● **What you are asked to do**
Copy out the lines below that hold the word "PendingExchange".

Saved data entries

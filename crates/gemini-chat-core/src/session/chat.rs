use std::fmt;
use std::future::Future;
use std::pin::Pin;
use std::sync::Arc;
use std::task::{Context, Poll};

use futures::channel::oneshot;
use tracing::{debug, info};

use crate::config::SettingsStore;
use crate::context::Transcript;
use crate::error::{ChatError, Result};
use crate::llm::{ChatTransport, Reply, Turn};

/// Marker for the one exchange allowed in flight.
struct PendingExchange {
    id: u64,
    generation: u64,
    user_turn: Turn,
}

/// What an exchange produced; hand it back to `ChatSession::ingest`.
#[derive(Debug)]
pub struct ExchangeOutcome {
    id: u64,
    result: Result<Reply>,
}

impl ExchangeOutcome {
    pub fn id(&self) -> u64 {
        self.id
    }

    pub fn result(&self) -> &Result<Reply> {
        &self.result
    }
}

/// Resolves once the transport call running on the worker finishes.
/// It holds no borrow of the session, so the owner can keep using the
/// session (e.g. `clear`) while waiting.
pub struct ExchangeHandle {
    id: u64,
    rx: oneshot::Receiver<Result<Reply>>,
}

impl ExchangeHandle {
    pub fn id(&self) -> u64 {
        self.id
    }
}

impl fmt::Debug for ExchangeHandle {
    fn fmt(&self, f: &mut fmt::Formatter<'_>) -> fmt::Result {
        f.debug_struct("ExchangeHandle").field("id", &self.id).finish()
    }
}

impl Future for ExchangeHandle {
    type Output = ExchangeOutcome;

    fn poll(mut self: Pin<&mut Self>, cx: &mut Context<'_>) -> Poll<Self::Output> {
        let id = self.id;
        match Pin::new(&mut self.rx).poll(cx) {
            Poll::Ready(Ok(result)) => Poll::Ready(ExchangeOutcome { id, result }),
            Poll::Ready(Err(oneshot::Canceled)) => Poll::Ready(ExchangeOutcome {
                id,
                result: Err(ChatError::Network(
                    "request worker stopped before replying".to_string(),
                )),
            }),
            Poll::Pending => Poll::Pending,
        }
    }
}

/// One conversation. Owns the transcript; transport calls run on spawned
/// tokio tasks and come back through `ingest`, which is the only place the
/// transcript grows.
pub struct ChatSession {
    transport: Arc<dyn ChatTransport>,
    settings: Arc<dyn SettingsStore>,
    transcript: Transcript,
    generation: u64,
    next_exchange_id: u64,
    pending: Option<PendingExchange>,
}

impl ChatSession {
    pub fn new(transport: Arc<dyn ChatTransport>, settings: Arc<dyn SettingsStore>) -> Self {
        Self {
            transport,
            settings,
            transcript: Transcript::new(),
            generation: 0,
            next_exchange_id: 0,
            pending: None,
        }
    }

    pub fn transcript(&self) -> &[Turn] {
        self.transcript.turns()
    }

    pub fn len(&self) -> usize {
        self.transcript.len()
    }

    pub fn is_empty(&self) -> bool {
        self.transcript.is_empty()
    }

    pub fn is_busy(&self) -> bool {
        self.pending.is_some()
    }

    /// Bumped by every `clear`.
    pub fn generation(&self) -> u64 {
        self.generation
    }

    /// Model the next exchange would use.
    pub fn model_in_use(&self) -> String {
        self.settings.selected_model()
    }

    /// Start an exchange for `user_text`.
    ///
    /// Returns `Ok(None)` for blank input without contacting the transport,
    /// `Busy` while a previous exchange is unresolved and `MissingCredential`
    /// when no API key is configured. Must be called within a tokio runtime.
    pub fn submit(&mut self, user_text: &str) -> Result<Option<ExchangeHandle>> {
        let text = user_text.trim();
        if text.is_empty() {
            debug!("Ignoring blank submit");
            return Ok(None);
        }
        if self.pending.is_some() {
            return Err(ChatError::Busy);
        }
        let api_key = self
            .settings
            .credential()
            .filter(|k| !k.trim().is_empty())
            .ok_or(ChatError::MissingCredential)?;
        // Late binding: whatever is selected right now.
        let model_id = self.settings.selected_model();

        let id = self.next_exchange_id;
        self.next_exchange_id += 1;
        info!("Sending message with model: {model_id}");

        let history = self.transcript.turns().to_vec();
        let text = text.to_string();
        self.pending = Some(PendingExchange {
            id,
            generation: self.generation,
            user_turn: Turn::user(text.clone()),
        });

        let (tx, rx) = oneshot::channel();
        let transport = Arc::clone(&self.transport);
        tokio::spawn(async move {
            let result = transport
                .generate_content(&api_key, &model_id, &text, &history)
                .await;
            let _ = tx.send(result);
        });

        Ok(Some(ExchangeHandle { id, rx }))
    }

    /// Apply a finished exchange.
    ///
    /// On success the user turn and the reply are committed together and the
    /// reply is returned. Failures are returned unchanged and commit nothing.
    /// Outcomes from before the last `clear`, or from unknown exchanges, are
    /// dropped and yield `Ok(None)`.
    pub fn ingest(&mut self, outcome: ExchangeOutcome) -> Result<Option<Turn>> {
        let pending = match self.pending.take() {
            Some(p) if p.id == outcome.id => p,
            other => {
                self.pending = other;
                debug!("Ignoring outcome of unknown exchange {}", outcome.id);
                return Ok(None);
            }
        };

        if pending.generation != self.generation {
            debug!(
                "Dropping result of exchange {} from cleared generation {}",
                outcome.id, pending.generation
            );
            return Ok(None);
        }

        let reply = outcome.result?;
        self.transcript
            .push_exchange(pending.user_turn, reply.turn.clone());
        Ok(Some(reply.turn))
    }

    /// `submit`, wait, `ingest`.
    pub async fn send(&mut self, user_text: &str) -> Result<Option<Turn>> {
        let Some(handle) = self.submit(user_text)? else {
            return Ok(None);
        };
        let outcome = handle.await;
        self.ingest(outcome)
    }

    /// Forget the conversation and release the busy slot. An exchange
    /// already in flight keeps running but its outcome no longer matches
    /// anything and is dropped by `ingest`.
    pub fn clear(&mut self) {
        self.transcript.clear();
        self.generation += 1;
        if let Some(abandoned) = self.pending.take() {
            debug!("Abandoning exchange {} on clear", abandoned.id);
        }
        debug!("Transcript cleared, generation {}", self.generation);
    }
}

● **Answer section**
struct PendingExchange {
    pending: Option<PendingExchange>,
        self.pending = Some(PendingExchange {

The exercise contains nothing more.